//! Per-tick rendering capability.
//!
//! The widget delegates its three visual pieces — the fixed centre anchor,
//! each tick segment, and the overlay on the segment under the anchor — to a
//! [`TickRender`] implementation, so hosts can restyle ticks without
//! touching any scroll logic.  [`DefaultTickRender`] is used when no custom
//! renderer is supplied.

use ratatui::{buffer::Buffer, layout::Rect};

use super::theme::Theme;

/// Everything a renderer needs to draw one tick segment.
#[derive(Debug, Clone, Copy)]
pub struct TickContext {
    /// Tick index in `[0, max_index]`.
    pub index: usize,
    /// Value this tick represents.
    pub value: f64,
    /// Step size of the slider (used for label precision).
    pub step: f64,
    /// Terminal column the tick sits on this frame.
    pub column: u16,
    /// Configured item width in columns.
    pub item_width: u16,
}

/// Rendering hooks for the three layers of the slider surface.
pub trait TickRender {
    /// Fixed centre marker, drawn last so it sits on top of the ticks.
    fn render_anchor(&self, lane: Rect, anchor_x: u16, buf: &mut Buffer);

    /// One tick segment at its scrolled position.
    fn render_segment(&self, ctx: TickContext, lane: Rect, buf: &mut Buffer);

    /// Drawn over the segment currently nearest the anchor.
    fn render_segment_overlay(&self, ctx: TickContext, lane: Rect, buf: &mut Buffer);
}

/// Default look: a rule per tick with value labels on every fifth tick, a
/// `▼` anchor head, and a highlighted rule under the anchor.
pub struct DefaultTickRender;

/// Decimal places needed to print tick values distinctly for `step`.
fn label_precision(step: f64) -> usize {
    if step < 1.0 {
        (-step.log10().floor()) as usize
    } else {
        0
    }
}

impl DefaultTickRender {
    fn draw_rule(ctx: TickContext, lane: Rect, buf: &mut Buffer, glyph: &str, style: ratatui::style::Style) {
        if ctx.column < lane.left() || ctx.column >= lane.right() {
            return;
        }
        let major = ctx.index % 5 == 0;
        // Row 0 is the anchor head's row; the last row holds labels.
        let top = lane.top() + 1;
        let bottom = lane.bottom().saturating_sub(1);
        for y in top..bottom {
            // Minor ticks only mark the top of the lane.
            if !major && y > top {
                break;
            }
            buf.set_string(ctx.column, y, glyph, style);
        }
    }
}

impl TickRender for DefaultTickRender {
    fn render_anchor(&self, lane: Rect, anchor_x: u16, buf: &mut Buffer) {
        if lane.height == 0 || anchor_x < lane.left() || anchor_x >= lane.right() {
            return;
        }
        buf.set_string(anchor_x, lane.top(), "▼", Theme::anchor_style());
    }

    fn render_segment(&self, ctx: TickContext, lane: Rect, buf: &mut Buffer) {
        if lane.height < 2 {
            return;
        }
        let major = ctx.index % 5 == 0;
        let style = if major {
            Theme::major_tick_style()
        } else {
            Theme::tick_style()
        };
        let glyph = if major { "│" } else { "╵" };
        Self::draw_rule(ctx, lane, buf, glyph, style);

        // Value label under every major tick, centred on the rule and
        // clipped to the lane.
        if major && lane.height >= 3 {
            let label = format!("{:.*}", label_precision(ctx.step), ctx.value);
            let len = label.len() as u16;
            if len <= lane.width {
                let ideal = ctx.column.saturating_sub(len / 2);
                let x = ideal
                    .max(lane.left())
                    .min(lane.right().saturating_sub(len));
                buf.set_string(x, lane.bottom() - 1, &label, Theme::tick_label_style());
            }
        }
    }

    fn render_segment_overlay(&self, ctx: TickContext, lane: Rect, buf: &mut Buffer) {
        if lane.height < 2 {
            return;
        }
        Self::draw_rule(ctx, lane, buf, "┃", Theme::overlay_style());
    }
}
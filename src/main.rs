//! Interactive demo for the tick-slider widget.
//!
//! Drag the tick strip with the mouse (or use the scroll wheel) to change
//! the value; the arrow keys write the bound value externally so you can
//! watch the widget chase it with a programmatic scroll.

mod app;

use std::io;
use std::time::{Duration, Instant};

use anyhow::Result;
use clap::Parser;
use crossterm::{
    event::{DisableMouseCapture, EnableMouseCapture},
    execute,
    style::Print,
    terminal::{disable_raw_mode, enable_raw_mode, EnterAlternateScreen, LeaveAlternateScreen},
};
use ratatui::{
    backend::CrosstermBackend,
    layout::{Constraint, Direction, Layout},
    widgets::{Block, Borders, Paragraph},
    Terminal,
};

use tick_slider::{ui::theme::Theme, EdgeMask, Slider, SliderConfig, SliderState};

use crate::app::{
    event::{spawn_event_reader, AppEvent},
    handler,
    state::AppState,
};

// ───────────────────────────────────────── CLI ───────────────

#[derive(Parser, Debug)]
#[command(name = env!("CARGO_PKG_NAME"), about = "Snap-to-tick slider demo")]
struct Cli {
    /// Lower bound of the value range.
    #[arg(long, default_value_t = 0.0)]
    min: f64,

    /// Upper bound of the value range.
    #[arg(long, default_value_t = 10.0)]
    max: f64,

    /// Step between ticks in the value domain.
    #[arg(long, default_value_t = 0.5)]
    step: f64,

    /// Width of one tick item, in columns.
    #[arg(long, default_value_t = 1)]
    item_width: u16,

    /// Spacing between tick items, in columns.
    #[arg(long, default_value_t = 5)]
    spacing: u16,

    /// Edge fade width in columns (0 hides the mask).
    #[arg(long, default_value_t = 8)]
    edge_fade: u16,

    /// Initial value.
    #[arg(long, default_value_t = 0.0)]
    value: f64,
}

fn dispatch(state: &mut AppState, event: AppEvent) {
    match event {
        AppEvent::Key(k) => handler::handle_key(state, k),
        AppEvent::Mouse(m) => handler::handle_mouse(state, m),
        AppEvent::Resize(_, _) | AppEvent::Frame => {}
    }
}

// ───────────────────────────────────────── main ─────────────

#[tokio::main]
async fn main() -> Result<()> {
    // Initialise tracing (only in debug builds / when RUST_LOG is set).
    tracing_subscriber::fmt()
        .with_env_filter(tracing_subscriber::EnvFilter::from_default_env())
        .with_writer(io::stderr) // the UI owns stdout
        .init();

    let cli = Cli::parse();

    // ── build the slider ──────────────────────────────────────
    // Malformed configuration fails here, before any terminal setup.
    let config = SliderConfig::new(cli.min, cli.max, cli.step)?;
    let initial = cli.value.clamp(cli.min, cli.max);
    let slider = SliderState::new(config, cli.item_width, cli.spacing, initial)?
        .on_edit(|v| tracing::debug!(value = v, "committed edit"));
    let mut state = AppState::new(initial, slider);

    let edge_mask = if cli.edge_fade == 0 {
        EdgeMask::Hidden
    } else {
        EdgeMask::Visible(cli.edge_fade)
    };

    // ── terminal setup ────────────────────────────────────────
    enable_raw_mode()?;
    execute!(io::stdout(), EnterAlternateScreen, EnableMouseCapture)?;
    let backend = CrosstermBackend::new(io::stdout());
    let mut terminal = Terminal::new(backend)?;

    let mut events = spawn_event_reader(Duration::from_millis(50));

    // ── event loop ────────────────────────────────────────────
    loop {
        // Advance the animation and observe the bound value before drawing.
        state.slider.sync(state.value);
        if state.slider.take_tick_feedback() {
            state.last_tick = Some(Instant::now());
            // Terminal bell — the closest thing to haptics we have here.
            execute!(io::stdout(), Print("\x07"))?;
        }

        terminal.draw(|frame| {
            let chunks = Layout::default()
                .direction(Direction::Vertical)
                .constraints([
                    Constraint::Min(5),    // slider pane
                    Constraint::Length(1), // status bar
                ])
                .split(frame.area());

            let title = format!(
                " value {:.2}  ·  tick {}/{} ",
                state.value,
                state.slider.settled_index(),
                state.slider.config().max_index(),
            );
            let block = Block::default()
                .title(title)
                .title_style(Theme::title_style())
                .borders(Borders::ALL)
                .border_style(Theme::border_style());

            let slider = Slider::new().block(block).edge_mask(edge_mask);
            state.slider_area = chunks[0];
            frame.render_stateful_widget(slider, chunks[0], &mut state.slider);

            let (status, style) = if state.tick_flash() {
                ("  • tick", Theme::tick_flash_style())
            } else {
                (
                    "  drag or scroll the strip · ←/→ set value externally · Home/End bounds · q quit",
                    Theme::status_bar_style(),
                )
            };
            frame.render_widget(Paragraph::new(status).style(style), chunks[1]);
        })?;

        // Process the first event, then batch-drain everything queued so a
        // burst of drag updates costs a single redraw.
        match events.recv().await {
            Some(event) => dispatch(&mut state, event),
            None => break, // event reader died
        }
        while let Ok(event) = events.try_recv() {
            dispatch(&mut state, event);
        }

        if state.should_quit {
            break;
        }
    }

    // ── teardown ──────────────────────────────────────────────
    disable_raw_mode()?;
    execute!(
        terminal.backend_mut(),
        LeaveAlternateScreen,
        DisableMouseCapture
    )?;
    terminal.show_cursor()?;

    Ok(())
}
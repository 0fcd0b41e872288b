//! Colour palette and text styles used across the UI.

use ratatui::style::{Color, Modifier, Style};

/// Central theme — change colours here and they propagate everywhere.
pub struct Theme;

impl Theme {
    // ── slider surface ─────────────────────────────────────────
    pub fn anchor_style() -> Style {
        Style::default()
            .fg(Color::Green)
            .add_modifier(Modifier::BOLD)
    }

    pub fn tick_style() -> Style {
        Style::default().fg(Color::Gray)
    }

    pub fn major_tick_style() -> Style {
        Style::default().fg(Color::White)
    }

    pub fn tick_label_style() -> Style {
        Style::default().fg(Color::DarkGray)
    }

    pub fn overlay_style() -> Style {
        Style::default()
            .fg(Color::Yellow)
            .add_modifier(Modifier::BOLD)
    }

    /// Inner half of the edge fade — readable but clearly receding.
    pub fn edge_fade_style() -> Style {
        Style::default().add_modifier(Modifier::DIM)
    }

    /// Outer half of the edge fade — almost gone.
    pub fn edge_fade_strong_style() -> Style {
        Style::default()
            .fg(Color::DarkGray)
            .add_modifier(Modifier::DIM)
    }

    // ── chrome ─────────────────────────────────────────────────
    pub fn border_style() -> Style {
        Style::default().fg(Color::Gray)
    }

    pub fn title_style() -> Style {
        Style::default()
            .fg(Color::Green)
            .add_modifier(Modifier::BOLD)
    }

    pub fn status_bar_style() -> Style {
        Style::default().bg(Color::DarkGray).fg(Color::White)
    }

    pub fn tick_flash_style() -> Style {
        Style::default()
            .bg(Color::DarkGray)
            .fg(Color::Yellow)
            .add_modifier(Modifier::BOLD)
    }
}
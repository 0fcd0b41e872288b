//! The slider widget — a horizontally-scrolling strip of ticks with a fixed
//! centre anchor, snap-to-tick settling, and two-way binding to a numeric
//! value.
//!
//! [`SliderState`] is the persistent half (scroll offset, sync machine,
//! drag bookkeeping); [`Slider`] is created fresh each frame, per
//! Ratatui's `StatefulWidget` convention.

use ratatui::{
    buffer::Buffer,
    layout::Rect,
    widgets::{Block, StatefulWidget, Widget},
};

use crate::core::{
    convert::{ConfigError, SliderConfig},
    snap::{index_from_offset, nearest_pitch_multiple, offset_from_index},
    sync::ValueSync,
};

use super::{
    render::{DefaultTickRender, TickContext, TickRender},
    scroll::ScrollAnimator,
    theme::Theme,
};

/// Fade mask applied at the horizontal edges of the scroll surface.
/// Purely presentational — no effect on snapping or sync.
#[derive(Debug, Clone, Copy, PartialEq, Eq)]
pub enum EdgeMask {
    Hidden,
    /// Dim the outermost `width` columns on each side.
    Visible(u16),
}

/// Damping used for programmatic moves and snap-back, tuned for ~20 fps.
const SCROLL_SPEED: f64 = 0.35;

/// An in-progress drag: where it started, in columns and in offset space.
#[derive(Debug, Clone, Copy)]
struct Drag {
    grab_column: u16,
    grab_offset: f64,
}

// ───────────────────────────────────────── state ─────────────

/// Persistent state for the slider (offset, sync machine, callbacks).
pub struct SliderState {
    sync: ValueSync,
    anim: ScrollAnimator,
    item_width: u16,
    spacing: u16,
    drag: Option<Drag>,
    /// Invoked once per committed user-driven value change.
    on_edit: Option<Box<dyn FnMut(f64)>>,
    /// Pending tick notification — the TUI stand-in for haptic feedback.
    /// Set when a drag crosses a tick boundary or a settle commits; the
    /// host drains it with [`take_tick_feedback`](Self::take_tick_feedback).
    feedback: bool,
}

impl SliderState {
    /// Build the state from a validated range/step config plus the pitch
    /// parameters.  `item_width + spacing` must be at least one column.
    pub fn new(
        config: SliderConfig,
        item_width: u16,
        spacing: u16,
        initial_value: f64,
    ) -> Result<Self, ConfigError> {
        // Widen before adding: the two halves of the pitch can each be
        // anywhere in u16 range, and their sum must not wrap.
        let pitch = item_width as f64 + spacing as f64;
        if pitch < 1.0 {
            return Err(ConfigError::InvalidPitch(pitch));
        }
        let sync = ValueSync::new(config, initial_value);
        let offset = offset_from_index(sync.settled_index(), pitch);
        Ok(Self {
            sync,
            anim: ScrollAnimator::new(offset, SCROLL_SPEED),
            item_width,
            spacing,
            drag: None,
            on_edit: None,
            feedback: false,
        })
    }

    /// Register the editing callback.
    pub fn on_edit(mut self, callback: impl FnMut(f64) + 'static) -> Self {
        self.on_edit = Some(Box::new(callback));
        self
    }

    pub fn pitch(&self) -> f64 {
        self.item_width as f64 + self.spacing as f64
    }

    pub fn item_width(&self) -> u16 {
        self.item_width
    }

    pub fn settled_index(&self) -> usize {
        self.sync.settled_index()
    }

    pub fn offset(&self) -> f64 {
        self.anim.offset()
    }

    pub fn is_animating(&self) -> bool {
        self.anim.is_animating()
    }

    pub fn config(&self) -> &SliderConfig {
        self.sync.config()
    }

    /// Drain the pending tick notification.
    pub fn take_tick_feedback(&mut self) -> bool {
        std::mem::take(&mut self.feedback)
    }

    /// Per-frame update: advance the animation and observe the bound value.
    ///
    /// Call once per frame *before* rendering.  An external value change
    /// starts a programmatic move; the value the widget itself wrote back on
    /// the last settle maps to the settled index and is ignored (loop
    /// guard), so this is safe to call unconditionally.
    pub fn sync(&mut self, value: f64) {
        if self.anim.tick() {
            self.sync.scroll_finished();
        }
        if self.drag.is_none() {
            if let Some(target) = self.sync.observe_value(value) {
                self.anim.animate_to(offset_from_index(target, self.pitch()));
            }
        }
    }

    /// The user grabbed the surface at `column`.  Supersedes any in-flight
    /// programmatic move — the pointer owns the offset until release.
    pub fn grab(&mut self, column: u16) {
        self.sync.grab();
        self.anim.set_offset(self.anim.offset());
        self.drag = Some(Drag {
            grab_column: column,
            grab_offset: self.anim.offset(),
        });
    }

    /// Drag update: position the surface from the pointer column.
    ///
    /// Dragging right pulls earlier ticks under the anchor, so the offset
    /// decreases.  Sets the tick notification when the drag crosses a tick
    /// boundary.
    pub fn drag_to(&mut self, column: u16) {
        let Some(drag) = self.drag else {
            return;
        };
        let pitch = self.pitch();
        let max_offset = offset_from_index(self.config().max_index(), pitch);
        let delta = column as f64 - drag.grab_column as f64;
        let raw = (drag.grab_offset - delta).clamp(0.0, max_offset);

        let max_index = self.config().max_index();
        let before = index_from_offset(self.anim.offset(), pitch, max_index);
        let after = index_from_offset(raw, pitch, max_index);
        if before != after {
            self.feedback = true;
        }
        self.anim.set_offset(raw);
    }

    /// Drag release: snap to the nearest pitch multiple, animate the last
    /// stretch, and commit the landed tick.
    ///
    /// Returns `true` when the bound value changed (editing callback fired).
    pub fn release(&mut self, value: &mut f64) -> bool {
        if self.drag.take().is_none() {
            return false;
        }
        let pitch = self.pitch();
        let max_index = self.config().max_index();
        let snapped = nearest_pitch_multiple(self.anim.offset(), pitch)
            .clamp(0.0, offset_from_index(max_index, pitch));
        self.anim.animate_to(snapped);
        let landed = index_from_offset(snapped, pitch, max_index);
        self.commit(landed, value)
    }

    /// Whole-tick nudge (scroll wheel, arrow keys on the surface).  Runs the
    /// same commit path as a drag settle.
    pub fn nudge(&mut self, delta: i64, value: &mut f64) -> bool {
        let max_index = self.config().max_index() as i64;
        let landed = (self.sync.settled_index() as i64 + delta).clamp(0, max_index) as usize;
        self.sync.grab();
        self.anim.animate_to(offset_from_index(landed, self.pitch()));
        self.commit(landed, value)
    }

    fn commit(&mut self, landed: usize, value: &mut f64) -> bool {
        match self.sync.settle(landed) {
            Some(settle) => {
                *value = settle.value;
                self.feedback = true;
                if let Some(callback) = self.on_edit.as_mut() {
                    callback(settle.value);
                }
                true
            }
            None => false,
        }
    }
}
//! Input handling — maps key/mouse events to state mutations.

use crossterm::event::{
    KeyCode, KeyEvent, KeyEventKind, KeyModifiers, MouseButton, MouseEvent, MouseEventKind,
};
use ratatui::layout::Rect;

use super::state::AppState;

/// Process a key event.
///
/// The arrow keys deliberately mutate the bound value *externally* (they
/// never touch the widget), so they exercise the programmatic-scroll path:
/// the widget notices the changed value on the next frame and chases it.
pub fn handle_key(state: &mut AppState, key: KeyEvent) {
    if key.kind != KeyEventKind::Press {
        return;
    }
    // Ctrl+c always quits.
    if key.modifiers.contains(KeyModifiers::CONTROL) && key.code == KeyCode::Char('c') {
        state.should_quit = true;
        return;
    }

    let config = *state.slider.config();
    match key.code {
        KeyCode::Char('q') | KeyCode::Esc => state.should_quit = true,
        KeyCode::Left => state.value = (state.value - config.step()).max(config.lower()),
        KeyCode::Right => state.value = (state.value + config.step()).min(config.upper()),
        KeyCode::Home => state.value = config.lower(),
        KeyCode::End => state.value = config.upper(),
        _ => {}
    }
}

/// Process a mouse event: grab/drag/release on the slider surface, plus
/// wheel nudges.  Release runs the snap-and-settle path, which writes the
/// derived value back into `state.value`.
pub fn handle_mouse(state: &mut AppState, mouse: MouseEvent) {
    let inside = point_in_rect(state.slider_area, mouse.column, mouse.row);

    match mouse.kind {
        MouseEventKind::Down(MouseButton::Left) if inside => {
            state.dragging = true;
            state.slider.grab(mouse.column);
        }
        MouseEventKind::Drag(MouseButton::Left) if state.dragging => {
            state.slider.drag_to(mouse.column);
        }
        MouseEventKind::Up(MouseButton::Left) if state.dragging => {
            state.dragging = false;
            if state.slider.release(&mut state.value) {
                tracing::debug!(value = state.value, "settle wrote value back");
            }
        }
        MouseEventKind::ScrollUp | MouseEventKind::ScrollRight if inside => {
            state.slider.nudge(1, &mut state.value);
        }
        MouseEventKind::ScrollDown | MouseEventKind::ScrollLeft if inside => {
            state.slider.nudge(-1, &mut state.value);
        }
        _ => {}
    }
}

fn point_in_rect(rect: Rect, column: u16, row: u16) -> bool {
    column >= rect.left() && column < rect.right() && row >= rect.top() && row < rect.bottom()
}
════════════════
Copy out every line of the listing that contains the string "ideal".

▶ _RESULT_
                let ideal = ctx.column.saturating_sub(len / 2);
                let x = ideal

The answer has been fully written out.